2015 racism scandal at Leipzig University

The Leipzig University internship controversy was a period in the spring of 2015 during which public concern was expressed about a member of the Leipzig University's faculty's apparent racist attitudes towards foreign candidates. The affair had political, academic and diplomatic fallout.

==Beginnings of the controversy==
In March 2015, media reports appeared showing email messages sent by German Professor Annette Beck-Sickinger, the head of the biochemistry department at Leipzig University, to an anonymous male internship applicant from India. According to the released email texts, Beck-Sickinger does not accept “any Indian male students for internships”, and “many female professors in Germany decided to no longer accept male Indian students”. She references India's "rape problem" as the reason for not accepting any Indian male applicant for internships. Beck-Sickinger has described the released text as taken out of context but says she "made a mistake" in the incident. Subsequently, an additional anonymous Indian student released emails that appeared to show similar commentary made by Beck-Sickinger in 2014.

The alleged messages were publicly condemned in an open letter from German ambassador to India Michael Steiner. The incident occurred shortly before a scheduled official visit by Indian Prime Minister Narendra Modi at the invitation of German Chancellor Angela Merkel.

=== First disclosure ===

Reports alleging that a university professor in Germany does not accept “any Indian male students for internships”, and that “many female professors in Germany decided to no longer accept male Indian students” surfaced on social media in early March 2015. Screen-shots of e-mails, allegedly sent by Annette Beck-Sickinger of the Institute of Biochemistry at Leipzig University, appeared to show that she explained her actions by reference to India's 'culture of rape'. News reports stated that Huffington Post India contacted Prof. Beck-Sickinger who confirmed that the e-mails were real but insists that they were taken out of context.

On 9 March 2015, the German ambassador to India, Michael Steiner, rebuked Beck-Sickinger's opinions as oversimplified and discriminative. Steiner's apology contrasted that of the rector of Leipzig University, Professor Beate Schücking, who offered support for Beck-Sickinger's apology: “Her comments on the issue of violence against women in India were not her first answer but were made in reply to a provocative e-mail which followed the initial e-mail. To say it clearly: I do not tolerate these comments. However, I accept Professor Beck-Sickinger's apology. And I can say: the published e-mail has obviously been faked.”. Beate Schücking refused to speculate about consequences because the issue was currently being reviewed internally by her office and the Council of Deans and would be subject to review by the Academic Senate.
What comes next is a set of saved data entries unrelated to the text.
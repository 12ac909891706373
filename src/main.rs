//! Command-line interface for kafka-proxy
//!
//! # Usage Examples
//!
//! ```bash
//! # Follow a topic as part of a consumer group
//! kafka-proxy consume --brokers localhost:9092 --group my-group --topics events
//!
//! # Brokers and group may also come from the environment
//! KAFKA_BROKERS=kafka-1:9092,kafka-2:9092 KAFKA_GROUP=my-group \
//!   kafka-proxy consume --topics events --max-processing-time 30s
//! ```

use clap::{Parser, Subcommand};
use kafka_proxy::ConsumeOpts;

#[derive(Parser)]
#[command(name = "kafka-proxy")]
#[command(about = "Consume Kafka topics through a consumer-group proxy")]
#[command(long_about = None)]
struct Cli {
    #[command(subcommand)]
    command: Commands,
}

#[derive(Subcommand)]
enum Commands {
    /// Join a consumer group and print every message it receives
    Consume {
        #[command(flatten)]
        opts: ConsumeOpts,
    },
}

#[tokio::main]
async fn main() -> anyhow::Result<()> {
    if let Err(e) = run().await {
        eprintln!("Error: {e:#}");
        std::process::exit(1);
    }
    Ok(())
}

async fn run() -> anyhow::Result<()> {
    // Initialize tracing
    let filter = tracing_subscriber::EnvFilter::try_from_default_env()
        .unwrap_or_else(|_| "kafka_proxy=info,kafka_proxy_consumer=info".into());
    tracing_subscriber::fmt().with_env_filter(filter).init();

    let cli = Cli::parse();

    match cli.command {
        Commands::Consume { opts } => kafka_proxy::consume(opts).await,
    }
}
Besides Prof. Schücking, the students council of the Leipzig University had the chance to review all relevant e-mails. A statement was published saying that the student was rejected for formal reasons and in reply to the refusal, the student provoked a discussion about social and cultural problems in India. The mail which was initially published by the student is claimed to be fake, or a "mashup", though in earlier press reports the professor herself is reported to have confirmed that the mail is not a hoax.
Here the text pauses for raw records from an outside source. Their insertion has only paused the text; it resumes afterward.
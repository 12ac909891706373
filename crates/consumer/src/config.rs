use crate::error::{Error, Result};
use crate::message::{Message, Notification};
use crate::proxy::ConsumerProxy;
use serde::{Deserialize, Serialize};
use std::collections::BTreeMap;
use std::fmt;
use std::sync::Arc;
use std::time::Duration;

/// Called for every consumed message, together with the proxy that received it.
pub type MessageHandler = Arc<dyn Fn(Message, &ConsumerProxy) + Send + Sync>;

/// Called for every error the consumer reports while running.
pub type ErrorHandler = Arc<dyn Fn(Error) + Send + Sync>;

/// Called for every consumer-group rebalance notification.
pub type NotificationHandler = Arc<dyn Fn(Notification) + Send + Sync>;

/// Where to start consuming when the group has no committed offset.
#[derive(Debug, Clone, Copy, PartialEq, Eq, Default, Serialize, Deserialize)]
#[serde(rename_all = "lowercase")]
pub enum InitialOffset {
    #[default]
    Newest,
    Oldest,
}

impl InitialOffset {
    /// Value for librdkafka's `auto.offset.reset`.
    pub fn as_reset_policy(&self) -> &'static str {
        match self {
            InitialOffset::Newest => "latest",
            InitialOffset::Oldest => "earliest",
        }
    }
}

/// Settings for the underlying consumer-group client.
///
/// `ClientConfig::default()` holds the client's own base values.
/// [`ClientConfig::proxy_default`] is what the proxy uses when the caller
/// supplies no configuration of its own.
#[derive(Debug, Clone, PartialEq, Eq, Serialize, Deserialize)]
#[serde(default)]
pub struct ClientConfig {
    /// Offset to start from when the group has none committed
    pub initial_offset: InitialOffset,
    /// Time the group coordinator allows between polls before it considers
    /// this member stalled and rebalances its partitions away
    #[serde(rename = "max_processing_time_ms", with = "millis")]
    pub max_processing_time: Duration,
    /// Group session timeout; must not exceed `max_processing_time`
    #[serde(rename = "session_timeout_ms", with = "millis")]
    pub session_timeout: Duration,
    /// Interval at which marked offsets are committed in the background
    #[serde(rename = "commit_interval_ms", with = "millis")]
    pub commit_interval: Duration,
    /// Deliver consumer errors on the error channel instead of only logging them
    pub return_errors: bool,
    /// Deliver rebalance notifications on the notification channel
    pub return_notifications: bool,
    /// Capacity of the message and error channels
    pub channel_buffer_size: usize,
    /// Optional `client.id`
    pub client_id: Option<String>,
    /// Raw librdkafka properties, applied after everything above
    pub properties: BTreeMap<String, String>,
}

impl Default for ClientConfig {
    fn default() -> Self {
        Self {
            initial_offset: InitialOffset::Newest,
            max_processing_time: Duration::from_secs(300),
            session_timeout: Duration::from_secs(45),
            commit_interval: Duration::from_secs(1),
            return_errors: false,
            return_notifications: false,
            channel_buffer_size: 256,
            client_id: None,
            properties: BTreeMap::new(),
        }
    }
}

impl ClientConfig {
    /// Defaults applied by the proxy: newest offset, 10 second processing
    /// time, errors and notifications returned as channels.
    pub fn proxy_default() -> Self {
        Self {
            initial_offset: InitialOffset::Newest,
            max_processing_time: Duration::from_secs(10),
            session_timeout: Duration::from_secs(6),
            return_errors: true,
            return_notifications: true,
            ..Default::default()
        }
    }

    pub fn validate(&self) -> Result<()> {
        if self.channel_buffer_size == 0 {
            return Err(Error::InvalidConfig(
                "channel_buffer_size must be greater than zero".to_string(),
            ));
        }
        if self.max_processing_time.is_zero() {
            return Err(Error::InvalidConfig(
                "max_processing_time must be greater than zero".to_string(),
            ));
        }
        if self.session_timeout > self.max_processing_time {
            return Err(Error::InvalidConfig(format!(
                "session_timeout ({:?}) must not exceed max_processing_time ({:?})",
                self.session_timeout, self.max_processing_time
            )));
        }
        Ok(())
    }

    /// Set `max_processing_time`, shortening `session_timeout` to fit under it.
    pub fn with_max_processing_time(mut self, max_processing_time: Duration) -> Self {
        self.max_processing_time = max_processing_time;
        self.session_timeout = self.session_timeout.min(max_processing_time);
        self
    }
}

mod millis {
    use serde::{Deserialize, Deserializer, Serializer};
    use std::time::Duration;

    pub fn serialize<S: Serializer>(duration: &Duration, serializer: S) -> Result<S::Ok, S::Error> {
        serializer.serialize_u64(u64::try_from(duration.as_millis()).unwrap_or(u64::MAX))
    }

    pub fn deserialize<'de, D: Deserializer<'de>>(deserializer: D) -> Result<Duration, D::Error> {
        u64::deserialize(deserializer).map(Duration::from_millis)
    }
}

/// Configuration for a [`ConsumerProxy`].
#[derive(Clone, Default)]
pub struct Config {
    /// Consumer group to join
    pub consumer_group: String,
    /// Kafka brokers (`host:port`)
    pub brokers: Vec<String>,
    /// Topics to subscribe to
    pub topics: Vec<String>,
    /// Required; construction fails without it
    pub message_handler: Option<MessageHandler>,
    pub error_handler: Option<ErrorHandler>,
    pub notification_handler: Option<NotificationHandler>,
    /// Replaces [`ClientConfig::proxy_default`] entirely when set
    pub client_config: Option<ClientConfig>,
}

impl Config {
    pub fn new<B, T>(consumer_group: impl Into<String>, brokers: B, topics: T) -> Self
    where
        B: IntoIterator,
        B::Item: Into<String>,
        T: IntoIterator,
        T::Item: Into<String>,
    {
        Self {
            consumer_group: consumer_group.into(),
            brokers: brokers.into_iter().map(Into::into).collect(),
            topics: topics.into_iter().map(Into::into).collect(),
            ..Default::default()
        }
    }

    pub fn on_message<F>(mut self, handler: F) -> Self
    where
        F: Fn(Message, &ConsumerProxy) + Send + Sync + 'static,
    {
        self.message_handler = Some(Arc::new(handler));
        self
    }

    pub fn on_error<F>(mut self, handler: F) -> Self
    where
        F: Fn(Error) + Send + Sync + 'static,
    {
        self.error_handler = Some(Arc::new(handler));
        self
    }

    pub fn on_notification<F>(mut self, handler: F) -> Self
    where
        F: Fn(Notification) + Send + Sync + 'static,
    {
        self.notification_handler = Some(Arc::new(handler));
        self
    }

    pub fn with_client_config(mut self, client_config: ClientConfig) -> Self {
        self.client_config = Some(client_config);
        self
    }
}

impl fmt::Debug for Config {
    fn fmt(&self, f: &mut fmt::Formatter<'_>) -> fmt::Result {
        f.debug_struct("Config")
            .field("consumer_group", &self.consumer_group)
            .field("brokers", &self.brokers)
            .field("topics", &self.topics)
            .field("message_handler", &self.message_handler.is_some())
            .field("error_handler", &self.error_handler.is_some())
            .field("notification_handler", &self.notification_handler.is_some())
            .field("client_config", &self.client_config)
            .finish()
    }
}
While Leipzig University has declined to release the full text of the emails due to privacy issues, it released a statement in which it explained that the applicant had been rejected because there were no further internship openings, but had continued to converse with Beck-Sickinger by email. Beck-Sickinger released a statement in which she apologized for the incident, said she had "made a mistake", and pointed out that Indian students were members of both her research group and the internship program, but did not specify their genders.

=== Second disclosure ===

In the wake of the incident, a second anonymous Indian man alleged that he also had previously been rejected by Beck-Sickinger as a PhD candidate in early 2014. These emails allegedly contained the text:

thanks a lot for your application. Unfortunately I do no longer accept any male Indian guests, trainees, doctorial students or PostDocs due to the severe rape problem in India. I cannot support a society which is not able to respect females in any aspects. I think cultured people cannot close their eyes.

The university responded to the second set of allegations, saying that Beck-Sickinger had deleted the message in question and that she denies having responded as claimed.

==Reactions==

=== Political===
Junior minister of the Indian Government, Minister of State for External Affairs (Independent Charge) V. K. Singh, said that the incident was the result of "misunderstanding" of India and hoped that the matter could be resolved at the earliest. Nationalist Congress Party (NCP) leader Tariq Anwar said: “If such comment has been made, then it is condemnable. The Government of Germany should take cognizance of this and whosoever has said this, investigation should be done against that person. Such incidents only spoil the relations between two nations,”

The political response to the incident in Germany was muted despite the global media coverage. Saxony Regional Minister of Science, Eva-Maria Stange, said: “I assume that Professor Beck-Sickinger had no intention to hurt the feelings of the Indian students.”

===Diplomatic===

German ambassador to India Michael Steiner responded to the incident with an open letter, excerpted below, addressed to Beck-Sickinger.

“Your oversimplifying and discriminating generalisation is an offence to women and men ardently committed to furthering women's empowerment in India; and is an offence to millions of law-abiding, tolerant, open-minded and hard-working Indians. Let's be clear: India is not a country of rapists,”

“The 2012 Nirbhaya rape case has refocused attention on the issue of violence against women. Rape is indeed a serious issue in India as in most countries, including Germany. In India, the Nirbhaya case has triggered lively, honest, sustained and very healthy public debate - a public debate of a quality that wouldn't be possible in many other countries,”.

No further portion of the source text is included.